One man’s humble attempt to rid the world of junk

Part of my job here at the newspaper is determining which of the emails I receive are useful and important and which of them are terrible and pointless. If I had to put a ballpark figure on it, I would say that 96 percent of the emails I get fall into the latter category.

Email has been around long enough that we as a society have simply accepted junk email for what it is. It’s considered not even worth our time to ponder the unimaginable pointlessness of it all. Junk email has become a necessary evil that people just deal with. Dare I have the gall to say: Let us not do that anymore.

I’m not talking about junk email in the sense of, you purchased an item on Overstock and mistakenly forgot to unclick the box that reads “Send me updates and offers!” and everyday you receive 800 emails from Overstock and all attempts to unsubscribe from the email list only seem to feed it and make it angrier until your inbox is flooded with coupon offers and you have to completely change your email address just escape, only … they still find you. No, I’m not talking about that. Nor am I talking about the junk that tells you you’re junk isn’t big enough. I’m talking about when you receive an email that it literally written in Japanese.

Every other day I receive an email that is in Japanese. When I click on it just so I can delete it, I get a pop-up box that reads, “Would you like to install the translator program?” Yes, definitely. I would like to install yet another program on my hard drive so that I can read this email, which is obviously relevant to me since it was sent in Japanese. It’s probably an old friend of mine from Japan, where I have never been, telling me about a very important thing I should I know about my job at the newspaper here in the U.S. All of this is worth my time and attention.

But at least emails in Japanese are obvious junk. My duties here at the newspaper include placing classified ads, which has opened up an entirely new level of junk email. These are emails that can range from absurdly weird to vicious attempts to advertise using stolen credit card info. It is my job to determine which emails are real and which are junk. Here is a hint: they are all junk. (Note: If you are a real person and I’ve failed to place your classified ad, my bad.)

To wit:

Hello, Please i will like to Run A Personal Assistant Ad on your next issued Paper and Online.I Should have call you before sending you an e-mail but am deaf That's why am using this medium email to make my Inquiry.please  get back to me as soon as possible. 
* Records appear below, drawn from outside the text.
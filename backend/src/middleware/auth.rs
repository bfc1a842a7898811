//! Authentication middleware
//!
//! Extractors for JWT token verification and user extraction.

use axum::{
    async_trait,
    extract::{FromRef, FromRequestParts},
    http::{request::Parts, StatusCode},
    response::{IntoResponse, Response},
    Json,
};
use axum_extra::{
    headers::{authorization::Bearer, Authorization},
    TypedHeader,
};
use serde::Serialize;
use uuid::Uuid;

use crate::auth::{identity_from_claims, verify_token, JwtError, JwtSecret};
use crate::models::UserRole;

/// Authenticated user extracted from JWT token
#[derive(Debug, Clone)]
pub struct AuthenticatedUser {
    pub user_id: Uuid,
    pub role: UserRole,
}

impl AuthenticatedUser {
    pub fn is_staff(&self) -> bool {
        self.role.is_staff()
    }
}

/// Error response for authentication failures
#[derive(Debug, Serialize)]
struct AuthError {
    error: AuthErrorDetails,
}

#[derive(Debug, Serialize)]
struct AuthErrorDetails {
    code: String,
    message: String,
}

impl AuthError {
    fn new(code: &str, message: &str) -> Self {
        Self {
            error: AuthErrorDetails {
                code: code.to_string(),
                message: message.to_string(),
            },
        }
    }

    fn with_status(self, status: StatusCode) -> Response {
        (status, Json(self)).into_response()
    }
}

impl IntoResponse for AuthError {
    fn into_response(self) -> Response {
        self.with_status(StatusCode::UNAUTHORIZED)
    }
}

/// Extractor for authenticated users
///
/// ```rust,ignore
/// async fn protected_handler(user: AuthenticatedUser) -> impl IntoResponse {
///     format!("Hello, user {}", user.user_id)
/// }
/// ```
#[async_trait]
impl<S> FromRequestParts<S> for AuthenticatedUser
where
    JwtSecret: FromRef<S>,
    S: Send + Sync,
{
    type Rejection = Response;

    async fn from_request_parts(parts: &mut Parts, state: &S) -> Result<Self, Self::Rejection> {
        let TypedHeader(Authorization(bearer)) =
            TypedHeader::<Authorization<Bearer>>::from_request_parts(parts, state)
                .await
                .map_err(|_| {
                    AuthError::new(
                        "MISSING_TOKEN",
                        "Authorization header with Bearer token required",
                    )
                    .into_response()
                })?;

        let secret = JwtSecret::from_ref(state);

        let claims = verify_token(bearer.token(), secret.as_str()).map_err(|e| {
            let (code, message) = match e {
                JwtError::TokenExpired => ("TOKEN_EXPIRED", "Token has expired"),
                _ => ("INVALID_TOKEN", "Invalid token"),
            };
            AuthError::new(code, message).into_response()
        })?;

        let (user_id, role) = identity_from_claims(&claims)
            .map_err(|_| AuthError::new("INVALID_TOKEN", "Invalid token claims").into_response())?;

        Ok(AuthenticatedUser { user_id, role })
    }
}

/// Requires the admin role
pub struct AdminUser(pub AuthenticatedUser);

#[async_trait]
impl<S> FromRequestParts<S> for AdminUser
where
    JwtSecret: FromRef<S>,
    S: Send + Sync,
{
    type Rejection = Response;

    async fn from_request_parts(parts: &mut Parts, state: &S) -> Result<Self, Self::Rejection> {
        let user = AuthenticatedUser::from_request_parts(parts, state).await?;

        if !matches!(user.role, UserRole::Admin) {
            return Err(
                AuthError::new("FORBIDDEN", "Admin access required").with_status(StatusCode::FORBIDDEN)
            );
        }

        Ok(AdminUser(user))
    }
}
//! Vendor approval subflow

pub mod model;
pub mod service;

pub use model::*;
pub use service::VendorApprovalService;
//! Heuristic message classifier for contact-sharing and scam attempts
//!
//! Contact-sharing categories only block in `PreEscrow`. Scam patterns block in
//! every mode. The strict profile, applied to restricted users, additionally
//! catches partial numbers and indirect requests for contact details.

use once_cell::sync::Lazy;
use regex::{Captures, Regex};
use serde::{Deserialize, Serialize};

use super::trust_gate::FilterMode;

/// Longest message snippet kept in a violation record
pub const SNIPPET_MAX_CHARS: usize = 120;

#[derive(Debug, Serialize, Deserialize, Clone, Copy, PartialEq, Eq, Hash)]
#[serde(rename_all = "snake_case")]
pub enum ViolationType {
    PhoneNumber,
    Email,
    SocialHandle,
    ExternalLink,
    OffPlatformContact,
    ScamPattern,
}

impl ViolationType {
    /// Categories relaxed once funds are in escrow
    pub fn is_contact_sharing(&self) -> bool {
        !matches!(self, ViolationType::ScamPattern)
    }
}

#[derive(Debug, Serialize, Deserialize, Clone, Copy, PartialEq, Eq, Default)]
#[serde(rename_all = "snake_case")]
pub enum Strictness {
    #[default]
    Standard,
    Strict,
}

#[derive(Debug, Serialize, Clone, PartialEq, Eq)]
pub struct DetectedViolation {
    pub violation_type: ViolationType,
    pub matched: String,
}

#[derive(Debug, Serialize, Clone, PartialEq, Eq)]
pub struct MessageAnalysis {
    pub is_blocked: bool,
    pub violations: Vec<DetectedViolation>,
}

impl MessageAnalysis {
    /// The first blocking category, used as the recorded violation type
    pub fn primary_violation(&self) -> Option<ViolationType> {
        self.violations.first().map(|v| v.violation_type)
    }
}

static SPELLED_DIGIT: Lazy<Regex> = Lazy::new(|| {
    Regex::new(r"(?i)\b(zero|one|two|three|four|five|six|seven|eight|nine)\b")
        .expect("Invalid spelled digit regex")
});

/// Calendar dates like `2025-03-15`, `15/03/2025` or `15.03.25`, optionally
/// followed by a `18:30` time
static DATE: Lazy<Regex> = Lazy::new(|| {
    Regex::new(
        r"\b(?:\d{4}[-/.]\d{1,2}[-/.]\d{1,2}|\d{1,2}[-/.]\d{1,2}[-/.](?:\d{4}|\d{2}))\b(?:[\sT]+\d{1,2}[:h]\d{2}\b)?",
    )
    .expect("Invalid date regex")
});

/// Eight or more digits with short separator runs between them
static PHONE: Lazy<Regex> = Lazy::new(|| {
    Regex::new(r"\+?\d(?:[\s\-.()]{0,3}\d){7,}").expect("Invalid phone regex")
});

static EMAIL: Lazy<Regex> = Lazy::new(|| {
    Regex::new(
        r"(?i)[a-z0-9._%+\-]+\s*(?:@|\(at\)|\[at\])\s*[a-z0-9\-]+(?:\s*(?:\.|\(dot\)|\[dot\]|\bdot\b)\s*[a-z0-9\-]+)*\s*(?:\.|\(dot\)|\[dot\]|\bdot\b)\s*[a-z]{2,}",
    )
    .expect("Invalid email regex")
});

static HANDLE: Lazy<Regex> = Lazy::new(|| {
    Regex::new(r"(?:^|[\s(:])@[A-Za-z0-9_.]{3,30}").expect("Invalid handle regex")
});

static LINK: Lazy<Regex> = Lazy::new(|| {
    Regex::new(
        r"(?i)(?:https?://|www\.)\S+|\b[a-z0-9\-]+\.(?:com|net|org|io|me|ly|br|app|link)\b(?:/\S*)?",
    )
    .expect("Invalid link regex")
});

static OFF_PLATFORM: Lazy<Regex> = Lazy::new(|| {
    Regex::new(
        r"(?i)\b(?:whats\s?app|wpp|zap|telegram|insta(?:gram)?|facebook|messenger|signal|snap(?:chat)?|discord|tiktok|meet (?:me|up|in person)|in person|call me|text me|dm me|add me|message me (?:on|at))\b",
    )
    .expect("Invalid off-platform regex")
});

static SCAM: Lazy<Regex> = Lazy::new(|| {
    Regex::new(
        r"(?i)\b(?:gift ?cards?|western union|moneygram|pay (?:me )?(?:outside|off)(?: of)?(?: the)? (?:platform|site|app)|pay (?:me )?directly|skip the (?:platform|fees?)|avoid (?:the )?fees?|bitcoin|usdt|crypto(?:currency)?)\b",
    )
    .expect("Invalid scam regex")
});

/// Strict profile: six or more digits that could be a partial phone number
static PARTIAL_NUMBER: Lazy<Regex> = Lazy::new(|| {
    Regex::new(r"\d(?:[\s\-]{0,2}\d){5,}").expect("Invalid partial number regex")
});

static CONTACT_REQUEST: Lazy<Regex> = Lazy::new(|| {
    Regex::new(
        r"(?i)\b(?:my (?:number|phone|cell|e-?mail)|your (?:number|phone|cell|e-?mail)|phone number|e-?mail me|reach me)\b",
    )
    .expect("Invalid contact request regex")
});

/// Spell-out digits so "nine eight seven" counts as "987"
fn normalize(text: &str) -> String {
    SPELLED_DIGIT
        .replace_all(text, |caps: &Captures| {
            let digit = match caps[1].to_lowercase().as_str() {
                "zero" => "0",
                "one" => "1",
                "two" => "2",
                "three" => "3",
                "four" => "4",
                "five" => "5",
                "six" => "6",
                "seven" => "7",
                "eight" => "8",
                _ => "9",
            };
            digit.to_string()
        })
        .into_owned()
}

fn push_matches(
    found: &mut Vec<DetectedViolation>,
    pattern: &Regex,
    text: &str,
    violation_type: ViolationType,
) {
    for m in pattern.find_iter(text) {
        found.push(DetectedViolation {
            violation_type,
            matched: m.as_str().trim().to_string(),
        });
    }
}

/// Classify a message under the standard profile
pub fn analyze_message(text: &str, mode: FilterMode) -> MessageAnalysis {
    analyze_message_with(text, mode, Strictness::Standard)
}

pub fn analyze_message_with(text: &str, mode: FilterMode, strictness: Strictness) -> MessageAnalysis {
    let normalized = normalize(text);
    let mut found = Vec::new();

    push_matches(&mut found, &SCAM, &normalized, ViolationType::ScamPattern);

    if mode == FilterMode::PreEscrow {
        push_matches(&mut found, &EMAIL, &normalized, ViolationType::Email);

        // Links are checked with emails removed so a mail domain is not double counted.
        let without_emails = EMAIL.replace_all(&normalized, " ");
        push_matches(&mut found, &LINK, &without_emails, ViolationType::ExternalLink);
        push_matches(&mut found, &HANDLE, &without_emails, ViolationType::SocialHandle);
        // Dates are blanked first so event dates never read as phone numbers.
        let without_dates = DATE.replace_all(&without_emails, " ");
        push_matches(&mut found, &PHONE, &without_dates, ViolationType::PhoneNumber);
        push_matches(
            &mut found,
            &OFF_PLATFORM,
            &normalized,
            ViolationType::OffPlatformContact,
        );

        if strictness == Strictness::Strict {
            if !found.iter().any(|v| v.violation_type == ViolationType::PhoneNumber) {
                push_matches(
                    &mut found,
                    &PARTIAL_NUMBER,
                    &without_dates,
                    ViolationType::PhoneNumber,
                );
            }
            push_matches(
                &mut found,
                &CONTACT_REQUEST,
                &normalized,
                ViolationType::OffPlatformContact,
            );
        }
    }

    MessageAnalysis {
        is_blocked: !found.is_empty(),
        violations: found,
    }
}

/// Truncate a message for storage in a violation record
pub fn snippet(text: &str) -> String {
    let trimmed = text.trim();
    if trimmed.chars().count() <= SNIPPET_MAX_CHARS {
        return trimmed.to_string();
    }
    let mut out: String = trimmed.chars().take(SNIPPET_MAX_CHARS).collect();
    out.push('…');
    out
}

#[cfg(test)]
mod tests {
    use super::*;

    fn types(analysis: &MessageAnalysis) -> Vec<ViolationType> {
        analysis.violations.iter().map(|v| v.violation_type).collect()
    }

    #[test]
    fn test_clean_message_passes() {
        let analysis = analyze_message(
            "Hi! Is the reservation still available for Saturday? I can pay 150.00",
            FilterMode::PreEscrow,
        );
        assert!(!analysis.is_blocked);
        assert!(analysis.violations.is_empty());
    }

    #[test]
    fn test_phone_number_blocked_pre_escrow() {
        let analysis = analyze_message("call 11 98765-4321 please", FilterMode::PreEscrow);
        assert!(analysis.is_blocked);
        assert!(types(&analysis).contains(&ViolationType::PhoneNumber));
    }

    #[test]
    fn test_spelled_out_digits_detected() {
        let analysis = analyze_message(
            "nine eight seven six five four three two one",
            FilterMode::PreEscrow,
        );
        assert!(types(&analysis).contains(&ViolationType::PhoneNumber));
    }

    #[test]
    fn test_email_and_obfuscated_email() {
        let plain = analyze_message("write to john.doe@gmail.com", FilterMode::PreEscrow);
        assert_eq!(types(&plain), vec![ViolationType::Email]);

        let obfuscated = analyze_message("john (at) gmail (dot) com", FilterMode::PreEscrow);
        assert!(types(&obfuscated).contains(&ViolationType::Email));
    }

    #[test]
    fn test_handles_links_and_apps() {
        let analysis = analyze_message(
            "follow @resale_guy or see www.example.com, or ping me on WhatsApp",
            FilterMode::PreEscrow,
        );
        let found = types(&analysis);
        assert!(found.contains(&ViolationType::SocialHandle));
        assert!(found.contains(&ViolationType::ExternalLink));
        assert!(found.contains(&ViolationType::OffPlatformContact));
    }

    #[test]
    fn test_post_escrow_relaxes_contact_sharing() {
        let analysis = analyze_message(
            "my phone is +55 11 98765 4321 and email ana@mail.com",
            FilterMode::PostEscrow,
        );
        assert!(!analysis.is_blocked);
    }

    #[test]
    fn test_scam_blocked_in_every_mode() {
        for mode in [FilterMode::PreEscrow, FilterMode::PostEscrow] {
            let analysis = analyze_message("just pay me directly with gift cards", mode);
            assert!(analysis.is_blocked);
            assert_eq!(analysis.primary_violation(), Some(ViolationType::ScamPattern));
        }
    }

    #[test]
    fn test_strict_profile_catches_partial_numbers() {
        let text = "first part is 987654";
        assert!(!analyze_message(text, FilterMode::PreEscrow).is_blocked);
        let strict = analyze_message_with(text, FilterMode::PreEscrow, Strictness::Strict);
        assert!(strict.is_blocked);

        let ask = analyze_message_with("what is your number?", FilterMode::PreEscrow, Strictness::Strict);
        assert!(ask.is_blocked);
    }

    #[test]
    fn test_dates_are_not_phone_numbers() {
        for text in [
            "The concert is on 2025-03-15, see you there",
            "Event date 15/03/2025 at 21:00",
            "Doors open 2025-03-15 18:30, show 15.03.25",
        ] {
            let analysis = analyze_message(text, FilterMode::PreEscrow);
            assert!(!analysis.is_blocked, "{}", text);
            let strict = analyze_message_with(text, FilterMode::PreEscrow, Strictness::Strict);
            assert!(!strict.is_blocked, "{}", text);
        }

        let with_phone = analyze_message(
            "Show is 2025-03-15, call 11 98765-4321",
            FilterMode::PreEscrow,
        );
        assert_eq!(types(&with_phone), vec![ViolationType::PhoneNumber]);
        assert_eq!(with_phone.violations[0].matched, "11 98765-4321");
    }

    #[test]
    fn test_snippet_truncates() {
        let long = "a".repeat(500);
        let s = snippet(&long);
        assert_eq!(s.chars().count(), SNIPPET_MAX_CHARS + 1);
        assert_eq!(snippet("  short  "), "short");
    }
}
I enjoy the implication that email is mainly for deaf people. Clever appeal to my softer side, spambot, but I don’t think being unable to hear adversely affects punctuation and capitalization.

Emails such as this go out en masse to our whole office, so my co-workers, thinking, “Oh, this deaf person email must be Mike’s,” forward it to me. I received that fake email 20 times.

I don’t have time for this. And honestly—what is junk email? Where does it come from and what does it mean and why does it exist? More importantly, it should not exist. I am on a one-man crusade to end junk email for good. I am doing this by featuring junk emails I receive on my blog and making fun of them. Hopefully, whoever is responsible for junk email will notice this, feel embarrassed and ashamed, and stop. And please, I am not a hero. Well, kind of. Anyway, if you’d like to join me, stop by the blog or send me your best junk, so to speak.

Note: This column appears in the 7/26 issue of The Glendale Star and the 7/27 issue of the Peoria Times.


Bill said…
Godspeed my friend, in this good fight!
mkenny59 said…
Thank you, my friend! With the support of you and, like ... me, we can definitely stop this infinitely complex system of weirdness, from which the source is unknown!